Deg. jantung Nanda berpacu lebih cepat dari biasanya, telinganya ia pertajam guna mendengar penjelasan lebih lanjut.

“Ibu nggak mau kamu bawa Nanda pergi. setelah Kayla meninggal ibu sudah tidak memiliki siapa-siapa lagi selain Nanda. ibu takut kamu akan menjauhi ibu dari cucu ibu, karena dia satu-satunya harta yang ibu punya. terlebih lagi, istri kamu mungkin tidak akan bisa menerima Nanda semudah itu nak. ibu nggak mau Nanda harus tumbuh di lingkungan dimana ia belum bisa diterima sepenuhnya.”

“Tapi saya ayahnya, saya ayah kandungnya, yang selama tujuh belas tahun saya menganggap anak saya sudah meninggal!” ujar Darma sedikit teriak. perasaan yang selama ini ia rasakan pada Nanda, rasa dekat yang selama ini membuat ia bertanya-tanya ada hubungan apa ia dengan teman Renjana itu sekarang terjawab sudah.

“Dan dengan bodohnya saya baru tahu kalau dia masih hidup dan dia menjadi teman Renjana?” Darma terkekeh pelan, tapi air matanya tidak bisa membohongi bahwa pria itu tengah hancur perasaannya. “mungkin kalau Renjana kala itu nggak minta saya untuk membantu temannya yang sedang kesusahan, mungkin sampai sekarang saya masih mengira kalau anak saya sudah meninggal, yang dimana kenyataannya dia masih ada dan sudah tumbuh menjadi seorang pria dewasa.”

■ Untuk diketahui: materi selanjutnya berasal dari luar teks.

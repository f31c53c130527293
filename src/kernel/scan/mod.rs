//! Resolves the syntactic unit around an offset: bracket pairs, quoted
//! strings, identifiers and the enclosing call's argument list.

mod bracket;
mod call_context;
mod partition;
mod quote;
mod selector;
mod session;
mod tokenizer;
mod word;

pub use bracket::{match_pair, select_bracket_content, BRACKET_PAIRS};
pub use call_context::{find_enclosing_call_paren, CallContextLocator, CALL_CONTEXT_LOOKBACK};
pub use partition::{Partition, PartitionKind, Partitions};
pub use quote::{match_quoted, QUOTE_CHARS};
pub use selector::{DoubleClickSelector, Matcher};
pub use session::ScanSession;
pub use tokenizer::{HeuristicScanner, Keyword, TokenKind, Tokenizer};
pub use word::select_word;

use unicode_xid::UnicodeXID;

/// Chars that may continue an identifier. `$` counts, as in languages that
/// allow it in names.
pub fn is_identifier_char(c: char) -> bool {
    c == '_' || c == '$' || c.is_xid_continue()
}

pub fn is_identifier_start(c: char) -> bool {
    c == '_' || c == '$' || c.is_xid_start()
}
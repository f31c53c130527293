//! zcode-reconcile: dirty-region coalescing and lexical boundary scanning
//! for an editor's incremental analysis.
//!
//! Modules:
//! - models: value types (Region, TextSpan) and immutable buffer snapshots
//! - kernel: edit coalescing (reconcile) and boundary scanners (scan)
//! - config: scan settings

pub mod config;
pub mod kernel;
pub mod models;
//! Dirty-region value type and the merge rule that coalesces successive edits.

use serde::{Deserialize, Serialize};
use std::fmt;
use std::ops::Range;

/// One text replacement: starting at `offset`, `old_len` chars of the prior
/// content were replaced by `new_len` chars.
///
/// `old_len == new_len == 0` is the canonical empty region and the identity
/// element for [`Region::combine`].
#[derive(Debug, Clone, Copy, Default, PartialEq, Eq, Hash, Serialize, Deserialize)]
pub struct Region {
    pub offset: usize,
    pub old_len: usize,
    pub new_len: usize,
}

/// Returned by [`Region::combine`] when the incoming edit does not touch the
/// aggregate's output span. The caller flushes the aggregate and starts a new
/// batch with the edit alone.
#[derive(Debug, Clone, Copy, PartialEq, Eq)]
pub struct Disjoint;

impl fmt::Display for Disjoint {
    fn fmt(&self, f: &mut fmt::Formatter<'_>) -> fmt::Result {
        write!(f, "edit is disjoint from the pending dirty region")
    }
}

impl std::error::Error for Disjoint {}

impl Region {
    pub const EMPTY: Region = Region {
        offset: 0,
        old_len: 0,
        new_len: 0,
    };

    pub fn new(offset: usize, old_len: usize, new_len: usize) -> Self {
        Self {
            offset,
            old_len,
            new_len,
        }
    }

    pub fn is_empty(&self) -> bool {
        self.old_len == 0 && self.new_len == 0
    }

    /// End of the replaced span in pre-edit coordinates.
    pub fn old_end(&self) -> usize {
        self.offset + self.old_len
    }

    /// End of the replacement in post-edit coordinates.
    pub fn new_end(&self) -> usize {
        self.offset + self.new_len
    }

    /// The span that is dirty in the current buffer.
    pub fn output_span(&self) -> Range<usize> {
        self.offset..self.new_end()
    }

    pub fn delta(&self) -> isize {
        self.new_len as isize - self.old_len as isize
    }

    /// Folds one more edit into this aggregate.
    ///
    /// The edit's replaced span `[offset, offset + old_len)` is expressed in
    /// the coordinates of the buffer *after* everything already aggregated,
    /// so it must end inside `[self.offset, self.new_end()]`.
    pub fn combine(self, offset: usize, old_len: usize, new_len: usize) -> Result<Region, Disjoint> {
        if old_len == 0 && new_len == 0 {
            return Ok(self);
        }
        if self.is_empty() {
            return Ok(Region::new(offset, old_len, new_len));
        }

        let edit_end = offset + old_len;
        if edit_end < self.offset || edit_end > self.new_end() {
            return Err(Disjoint);
        }

        let merged_offset = self.offset.min(offset);
        let left_ext = self.offset - merged_offset;
        // edit_end <= new_end keeps the subtraction non-negative.
        let merged_new = self.new_len + left_ext + new_len - old_len;

        Ok(Region {
            offset: merged_offset,
            old_len: self.old_len + left_ext,
            new_len: merged_new,
        })
    }
}

impl fmt::Display for Region {
    fn fmt(&self, f: &mut fmt::Formatter<'_>) -> fmt::Result {
        write!(f, "@{} -{} +{}", self.offset, self.old_len, self.new_len)
    }
}

#[cfg(test)]
#[path = "../../tests/unit/models/region.rs"]
mod tests;
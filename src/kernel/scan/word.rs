use super::is_identifier_char;
use crate::models::{ReadError, TextSource, TextSpan};

/// The identifier around `anchor`, or a zero-length span at `anchor` when
/// there is none or the buffer cannot be read there.
pub fn select_word<S: TextSource + ?Sized>(text: &S, anchor: usize) -> TextSpan {
    match word_bounds(text, anchor) {
        Ok(span) => span,
        Err(err) => {
            tracing::trace!(anchor, error = %err, "word selection fell back to caret");
            TextSpan::empty(anchor)
        }
    }
}

fn word_bounds<S: TextSource + ?Sized>(text: &S, anchor: usize) -> Result<TextSpan, ReadError> {
    let len = text.len_chars();
    if anchor > len {
        return Err(ReadError::OutOfRange { index: anchor, len });
    }

    let mut end = anchor;
    while end < len && is_identifier_char(text.char_at(end)?) {
        end += 1;
    }

    let mut start = anchor;
    while start > 0 {
        let ch = text.char_at(start - 1)?;
        if !is_identifier_char(ch) {
            break;
        }
        // A leading `$` is an interpolation sigil unless an identifier char precedes it.
        if ch == '$' {
            let before = match start.checked_sub(2) {
                Some(pos) => Some(text.char_at(pos)?),
                None => None,
            };
            if !before.is_some_and(is_identifier_char) {
                break;
            }
        }
        start -= 1;
    }

    Ok(TextSpan::from_range(start..end))
}

#[cfg(test)]
#[path = "../../../tests/unit/kernel/scan/word.rs"]
mod tests;
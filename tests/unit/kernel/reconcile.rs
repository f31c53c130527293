use super::*;

#[test]
fn test_typing_coalesces_into_one_region() {
    let mut batch = ReconcileBatch::new();
    assert!(batch.is_clean());
    for offset in 10..15 {
        assert_eq!(batch.record(offset, 0, 1), None);
    }
    assert_eq!(batch.pending(), Some(Region::new(10, 0, 5)));
}

#[test]
fn test_disjoint_edit_flushes_previous_batch() {
    let mut batch = ReconcileBatch::new();
    batch.record(10, 0, 5);
    assert_eq!(batch.record(20, 1, 1), Some(Region::new(10, 0, 5)));
    assert_eq!(batch.pending(), Some(Region::new(20, 1, 1)));
}

#[test]
fn test_empty_edit_leaves_batch_clean() {
    let mut batch = ReconcileBatch::new();
    assert_eq!(batch.record(7, 0, 0), None);
    assert_eq!(batch.pending(), None);
    assert_eq!(batch.take(), None);
}

#[test]
fn test_take_resets_the_batch() {
    let mut batch = ReconcileBatch::new();
    batch.record_region(Region::new(3, 2, 0));
    assert_eq!(batch.take(), Some(Region::new(3, 2, 0)));
    assert!(batch.is_clean());
    // The next edit starts fresh even though it is far away.
    assert_eq!(batch.record(100, 0, 1), None);
    assert_eq!(batch.pending(), Some(Region::new(100, 0, 1)));
}

#[test]
fn test_tracker_keeps_documents_apart() {
    let mut tracker = DirtyRegionTracker::new();
    tracker.record("a.dart", 0, 0, 3);
    tracker.record("b.dart", 50, 0, 1);
    assert_eq!(tracker.record("a.dart", 3, 0, 2), None);
    assert_eq!(tracker.record("b.dart", 51, 0, 1), None);

    assert_eq!(tracker.pending(&"a.dart"), Some(Region::new(0, 0, 5)));
    assert_eq!(tracker.pending(&"b.dart"), Some(Region::new(50, 0, 2)));
    assert_eq!(tracker.dirty_count(), 2);
}

#[test]
fn test_tracker_flushes_per_document() {
    let mut tracker = DirtyRegionTracker::new();
    tracker.record(1u32, 10, 0, 5);
    tracker.record(2u32, 10, 0, 5);
    assert_eq!(tracker.record(1, 40, 0, 1), Some(Region::new(10, 0, 5)));
    assert_eq!(tracker.pending(&2), Some(Region::new(10, 0, 5)));
}

#[test]
fn test_tracker_take_drain_forget() {
    let mut tracker = DirtyRegionTracker::new();
    tracker.record("a", 0, 0, 1);
    tracker.record("b", 0, 0, 2);
    tracker.record("c", 0, 0, 3);
    tracker.record("d", 5, 0, 0);

    assert_eq!(tracker.take(&"a"), Some(Region::new(0, 0, 1)));
    assert_eq!(tracker.take(&"a"), None);
    assert!(tracker.forget(&"b"));
    assert!(!tracker.forget(&"b"));

    let mut drained = tracker.drain();
    drained.sort_by_key(|(doc, _)| *doc);
    assert_eq!(drained, vec![("c", Region::new(0, 0, 3))]);
    assert_eq!(tracker.dirty_count(), 0);
}
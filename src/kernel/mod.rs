//! Engine logic: dirty-region batching and lexical boundary resolution.

pub mod reconcile;
pub mod scan;

pub use reconcile::{DirtyRegionTracker, ReconcileBatch};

“Maksudnya anak saya itu apa?” potong Nanda cepat dengan muka datarnya, berbanding terbalik dengan keadaan jantungnya yang kini berdebar begitu cepat dan sendi-sendi di tubuhnya yang kian melemas. ia mengepal tangannya kuat-kuat, menahan emosi yang kapan saja bisa keluar. ia bisa lihat air muka kaget dari dua insan di depannya.

“MAKSUDNYA APA?!” bentak Nanda, air matanya kini tak bisa ia bendung lagi. “anak? anak siapa?”

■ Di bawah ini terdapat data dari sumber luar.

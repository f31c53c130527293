use std::fmt;
use std::io::{self, BufRead, Write};
use std::path::{Path, PathBuf};
use std::process::ExitCode;

use zcode_reconcile::config::{load_settings, ScanSettings, SettingsError};
use zcode_reconcile::kernel::scan::ScanSession;
use zcode_reconcile::kernel::ReconcileBatch;
use zcode_reconcile::models::{BufferSnapshot, Region, TextSource};

mod logging;

const USAGE: &str = "usage: zcode-reconcile [--settings <path>] <command>

commands:
  select <file> <offset>   double-click selection at a char offset
  hint <file> <offset>     parameter hint anchor for an invocation
  block <file> <offset>    innermost {...} block around an offset
  replay <edits.jsonl>     coalesce a log of edits, one region per line";

#[derive(Debug, Clone, PartialEq, Eq)]
enum Command {
    Select { file: PathBuf, offset: usize },
    Hint { file: PathBuf, offset: usize },
    Block { file: PathBuf, offset: usize },
    Replay { edits: PathBuf },
}

#[derive(Debug, Clone, PartialEq, Eq)]
struct Cli {
    settings: Option<PathBuf>,
    command: Command,
}

fn parse_args<I>(args: I) -> Result<Cli, String>
where
    I: IntoIterator<Item = String>,
{
    let mut settings = None;
    let mut rest = Vec::new();
    let mut args = args.into_iter();
    while let Some(arg) = args.next() {
        if arg == "--settings" {
            let path = args.next().ok_or("--settings needs a path")?;
            settings = Some(PathBuf::from(path));
        } else if let Some(path) = arg.strip_prefix("--settings=") {
            settings = Some(PathBuf::from(path));
        } else {
            rest.push(arg);
        }
    }

    let parse_offset = |value: &str| {
        value
            .parse::<usize>()
            .map_err(|_| format!("invalid offset: {value}"))
    };

    let words: Vec<&str> = rest.iter().map(String::as_str).collect();
    let command = match words.as_slice() {
        ["select", file, offset] => Command::Select {
            file: PathBuf::from(*file),
            offset: parse_offset(*offset)?,
        },
        ["hint", file, offset] => Command::Hint {
            file: PathBuf::from(*file),
            offset: parse_offset(*offset)?,
        },
        ["block", file, offset] => Command::Block {
            file: PathBuf::from(*file),
            offset: parse_offset(*offset)?,
        },
        ["replay", edits] => Command::Replay {
            edits: PathBuf::from(*edits),
        },
        [] => return Err("missing command".to_string()),
        [name, ..] => return Err(format!("unknown command or wrong arguments: {name}")),
    };

    Ok(Cli { settings, command })
}

#[derive(Debug)]
enum CliError {
    Io(io::Error),
    Settings(SettingsError),
    Replay { line: usize, source: serde_json::Error },
}

impl fmt::Display for CliError {
    fn fmt(&self, f: &mut fmt::Formatter<'_>) -> fmt::Result {
        match self {
            CliError::Io(err) => write!(f, "{err}"),
            CliError::Settings(err) => write!(f, "{err}"),
            CliError::Replay { line, source } => write!(f, "edit log line {line}: {source}"),
        }
    }
}

impl std::error::Error for CliError {}

impl From<io::Error> for CliError {
    fn from(err: io::Error) -> Self {
        CliError::Io(err)
    }
}

impl From<SettingsError> for CliError {
    fn from(err: SettingsError) -> Self {
        CliError::Settings(err)
    }
}

fn open_session(file: &Path, settings: &ScanSettings) -> Result<ScanSession, CliError> {
    let text = std::fs::read_to_string(file)?;
    Ok(ScanSession::new(BufferSnapshot::from_text(&text), settings))
}

/// Feeds every edit through one batch and writes each flushed region.
fn replay<R: BufRead, W: Write>(edits: R, out: &mut W) -> Result<usize, CliError> {
    let mut batch = ReconcileBatch::new();
    let mut flushed = 0usize;
    for (idx, line) in edits.lines().enumerate() {
        let line = line?;
        if line.trim().is_empty() {
            continue;
        }
        let edit: Region = serde_json::from_str(&line).map_err(|source| CliError::Replay {
            line: idx + 1,
            source,
        })?;
        if let Some(region) = batch.record_region(edit) {
            writeln!(out, "flush {region}")?;
            flushed += 1;
        }
    }
    if let Some(region) = batch.take() {
        writeln!(out, "flush {region}")?;
        flushed += 1;
    }
    Ok(flushed)
}

fn run(cli: Cli) -> Result<(), CliError> {
    let settings = match &cli.settings {
        Some(path) => load_settings(path)?,
        None => ScanSettings::default(),
    };
    let stdout = io::stdout();
    let mut out = stdout.lock();

    match cli.command {
        Command::Select { file, offset } => {
            let session = open_session(&file, &settings)?;
            let span = session.select_at(offset);
            let text = session
                .snapshot()
                .slice(span.offset, span.len)
                .unwrap_or_default();
            writeln!(out, "{} {} {:?}", span.offset, span.len, text)?;
        }
        Command::Hint { file, offset } => {
            let session = open_session(&file, &settings)?;
            match session.call_context_anchor(offset) {
                Some(anchor) => writeln!(out, "{anchor}")?,
                None => writeln!(out, "none")?,
            }
        }
        Command::Block { file, offset } => {
            let session = open_session(&file, &settings)?;
            match session.surrounding_block(offset) {
                Some(span) => writeln!(out, "{} {}", span.offset, span.len)?,
                None => writeln!(out, "none")?,
            }
        }
        Command::Replay { edits } => {
            let reader = io::BufReader::new(std::fs::File::open(&edits)?);
            let flushed = replay(reader, &mut out)?;
            tracing::info!(path = %edits.display(), flushed, "edit log replayed");
        }
    }
    Ok(())
}

fn main() -> ExitCode {
    let _logging = logging::init();

    let cli = match parse_args(std::env::args().skip(1)) {
        Ok(cli) => cli,
        Err(msg) => {
            eprintln!("{msg}\n\n{USAGE}");
            return ExitCode::from(2);
        }
    };

    match run(cli) {
        Ok(()) => ExitCode::SUCCESS,
        Err(err) => {
            tracing::error!(error = %err, "command failed");
            eprintln!("error: {err}");
            ExitCode::from(1)
        }
    }
}

#[cfg(test)]
#[path = "../tests/unit/cli.rs"]
mod tests;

“Siapa yang lagi kalian bicarain? aku?” ujarnya lagi. “Aku… anaknya om Darma?” tanyanya memastikan.

“Nanda, oma bisa jelasin nak alasan oma menyembunyikan identitas ayah kamu,” tukas omanya cepat.

Nanda menggeleng kuat tak percaya. “Jadi, selama ini aku punya ayah yang sama kayak bang Renja?” tanyanya dengan nada yang bergetar. “Pantes aja ya om Darma minta aku panggil bapak sama kayak bang Renja, jadi ini alasannya,” monolognya.

Lalu setelahnya ia tertawa, menertawakan jalan hidupnya yang bisa dibilang sangat di luar logikanya saat ini. merenggut rambutnya kencang seraya menatap nyalang bergantian ke arah omanya serta Darma. “gila, bercanda banget hidup aku.”

Lalu setelahnya ia pergi, menjauh dari ruangan yang membuatnya sesak setengah mati.